So the year has changed. It's like 557890 now. I have no idea actually. I made a dumb joke to Christopher the other day about how lucky Jewish Chinese people living in America are. Three new years.
On Thursday the quartet recorded some songs for a pop singer here, Daphna Dekel. Hilla told us that she's Itamar's(her five-year old) favorite singer. During the war, she made a song for kids about how soon everyone will be hugging each other and we'll all live in peace. Hilla said the video was on TV three times a day, and every time, Itamar dragged her in front of it and told her she had to watch it again because it was such a beautiful song. When you're recording string tracks, usually the singer isn't even there, but Daphna stayed through the whole session, and kept offering to bring us coffee. She was probably the most beautiful woman I've ever seen, and I secretly made a plan to go over to Hilla's so I could sit on the couch and watch with Itamar. Every time she'd stick her head in, I'd nudge Hilla, like, "get her autograph for Itamar!!" How happy would you be if you found out you were a five-year old's favorite? I guess when you get to a certain level of fame, you just know you're popular with a lot of kids. But it's got to always feel good.

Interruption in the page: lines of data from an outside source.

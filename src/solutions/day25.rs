use anyhow::{ensure, Result};
use itertools::Itertools;
use memchr::memchr_iter;

use crate::Answer;

const WIDTH: usize = 5;

/// Pin heights per column. Locks hang from the top row, keys stand on the
/// bottom row; both leave five interior rows for the pins.
fn parse(input: &str) -> Result<(Vec<[u8; WIDTH]>, Vec<[u8; WIDTH]>)> {
    let mut locks = Vec::new();
    let mut keys = Vec::new();
    for schematic in input.split("\n\n").filter(|s| !s.trim().is_empty()) {
        let lines: Vec<&str> = schematic.lines().collect();
        ensure!(lines.len() == 7, "schematic must be seven rows");
        ensure!(
            lines.iter().all(|line| line.len() == WIDTH),
            "schematic must be five columns"
        );
        let interior = lines[1..6].join("\n");
        let mut heights = [0u8; WIDTH];
        for offset in memchr_iter(b'#', interior.as_bytes()) {
            heights[offset % (WIDTH + 1)] += 1;
        }
        if lines[0].bytes().all(|b| b == b'#') {
            locks.push(heights);
        } else {
            keys.push(heights);
        }
    }
    ensure!(
        !locks.is_empty() && !keys.is_empty(),
        "input needs at least one lock and one key"
    );
    Ok((locks, keys))
}

pub fn day25(input: &str) -> Result<(Answer, Answer)> {
    let (locks, keys) = parse(input)?;
    let fitting = locks
        .iter()
        .cartesian_product(&keys)
        .filter(|(lock, key)| lock.iter().zip(*key).all(|(l, k)| l + k <= 5))
        .count();
    // the event's final part is a freebie
    Ok((fitting.into(), 0i64.into()))
}

#[cfg(test)]
mod tests {
    use indoc::indoc;

    use super::*;

    const EXAMPLE: &str = indoc! {"
        #####
        .####
        .####
        .####
        .#.#.
        .#...
        .....

        #####
        ##.##
        .#.##
        ...##
        ...#.
        ...#.
        .....

        .....
        #....
        #....
        #...#
        #.#.#
        #.###
        #####

        .....
        .....
        #.#..
        ###..
        ###.#
        ###.#
        #####

        .....
        .....
        .....
        #....
        #.#..
        #.#.#
        #####
    "};

    #[test]
    fn test_day25() -> Result<()> {
        let (part1, part2) = day25(EXAMPLE)?;
        assert_eq!(part1, 3);
        assert_eq!(part2, 0);
        Ok(())
    }

    #[test]
    fn test_day25_heights() -> Result<()> {
        let (locks, keys) = parse(EXAMPLE)?;
        assert_eq!(locks, [[0, 5, 3, 4, 3], [1, 2, 0, 5, 3]]);
        assert_eq!(keys[0], [5, 0, 2, 1, 3]);
        Ok(())
    }
}
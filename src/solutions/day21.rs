use anyhow::{bail, ensure, Result};
use rustc_hash::FxHashMap;

use crate::{do_slow_tasks, Answer};

type Pos = (i64, i64);
type Memo = FxHashMap<(Pos, Pos, u32), i64>;

const NUMERIC_GAP: Pos = (0, 3);
const ARROW_GAP: Pos = (0, 0);
const ARROW_A: Pos = (2, 0);

/// Column/row of a key on the door's numeric pad.
fn numeric_pos(key: u8) -> Result<Pos> {
    Ok(match key {
        b'7' => (0, 0),
        b'8' => (1, 0),
        b'9' => (2, 0),
        b'4' => (0, 1),
        b'5' => (1, 1),
        b'6' => (2, 1),
        b'1' => (0, 2),
        b'2' => (1, 2),
        b'3' => (2, 2),
        b'0' => (1, 3),
        b'A' => (2, 3),
        other => bail!("no key {:?} on the numeric pad", other as char),
    })
}

/// Column/row of an arrow key on a robot's directional pad.
fn arrow_pos(key: u8) -> Pos {
    match key {
        b'^' => (1, 0),
        b'<' => (0, 1),
        b'v' => (1, 1),
        _ => (2, 1), // '>'
    }
}

/// Human keypresses needed to move a pad's arm from `from` to `to` and
/// press, with `layers` expansions through chained arrow pads below. An
/// optimal route moves in at most one L shape, so only the horizontal-first
/// and vertical-first routes are tried, dropping whichever would sweep the
/// arm over the pad's gap.
///
/// The memo is shared between the numeric pad and the arrow pads: the
/// numeric pad only ever sits at the topmost layer, so its entries cannot
/// collide with arrow entries at lower layers.
fn press_cost(from: Pos, to: Pos, gap: Pos, layers: u32, memo: &mut Memo) -> i64 {
    if layers == 0 {
        return 1;
    }
    if let Some(&cost) = memo.get(&(from, to, layers)) {
        return cost;
    }
    let (fx, fy) = from;
    let (tx, ty) = to;
    let horizontal = if tx < fx { b'<' } else { b'>' };
    let vertical = if ty < fy { b'^' } else { b'v' };
    let h = vec![horizontal; fx.abs_diff(tx) as usize];
    let v = vec![vertical; fy.abs_diff(ty) as usize];

    let mut best = i64::MAX;
    for (route, corner) in [([&h, &v], (tx, fy)), ([&v, &h], (fx, ty))] {
        if corner == gap {
            continue;
        }
        let mut cost = 0;
        let mut arm = ARROW_A;
        for key in route.into_iter().flatten().map(|&k| arrow_pos(k)).chain([ARROW_A]) {
            cost += press_cost(arm, key, ARROW_GAP, layers - 1, memo);
            arm = key;
        }
        best = best.min(cost);
    }
    memo.insert((from, to, layers), best);
    best
}

fn sequence_length(code: &str, layers: u32, memo: &mut Memo) -> Result<i64> {
    let mut length = 0;
    let mut arm = numeric_pos(b'A')?;
    for key in code.bytes() {
        let to = numeric_pos(key)?;
        length += press_cost(arm, to, NUMERIC_GAP, layers, memo);
        arm = to;
    }
    Ok(length)
}

fn complexity(input: &str, layers: u32) -> Result<i64> {
    let mut memo = Memo::default();
    let mut total = 0;
    for code in input.lines().filter(|line| !line.is_empty()) {
        ensure!(code.ends_with('A'), "code {code:?} must end in A");
        let digits: i64 = code.trim_end_matches('A').parse()?;
        total += digits * sequence_length(code, layers, &mut memo)?;
    }
    Ok(total)
}

pub fn day21(input: &str) -> Result<(Answer, Answer)> {
    let part2 = if do_slow_tasks() {
        complexity(input, 26)?.into()
    } else {
        Answer::Skipped
    };
    Ok((complexity(input, 3)?.into(), part2))
}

One of my students in Jerusalem has, well the only way I've found to put it is a "little-girl crush" on me. Whenever she plays, even if she should be looking at the music, she's looking up at me to see my expression. It makes me giggle, and when I giggle she giggles, and it's a very funny vibe for a lesson. Both of us like, awww, she likes me. She's 8, and practices everything I give her. I've never had a studio before, I've only subbed for friends. That feeling, when the kids comes in and has practiced? Priceless. Now I understand everything! And on the other hand, when you have a kid who clearly doesn't want to play at all, it's torture. Luckily, my one student who was like that decided she wanted to play guitar. I tried to find music at her level that was fun to play, to draw her in. I tried playing for her. I tried simple duets we could play together. And I liked her a lot, she was sweet and funny. But I'm not doing this for the money, you know? I wish I could make someone want to play who doesn't, cause we should have little kids everywhere playing. There should be orchestras in every school. But classical music is so irrelevant to most little kids' lives now. It's super sad to say, but true. That New Yorker article I mentioned before is great because it talks about a program that's introducing music to kids in an awesome way- through ensemble playing. It's so classic, the kid who can't play with his friends cause he has to practice. Alone. There's this self-fulfilling culture of isolation in classical music. The other program mentioned was a school big band in Newark, where the teacher encourages kids to arrange music they listen to, stuff on the radio, to play in school. I will never forget Lenny Smith, who taught me to play "Boom Boom Boom Let's Go Back to my Room" on my violin while we were on a Synagogue retreat in the Poconos. I was 8. When I played a bit of Dvorak's "Humoreske" for my 10-year old viola student, telling her it was the next piece I was going to give her, she exclaimed, "That's a cell phone ring!"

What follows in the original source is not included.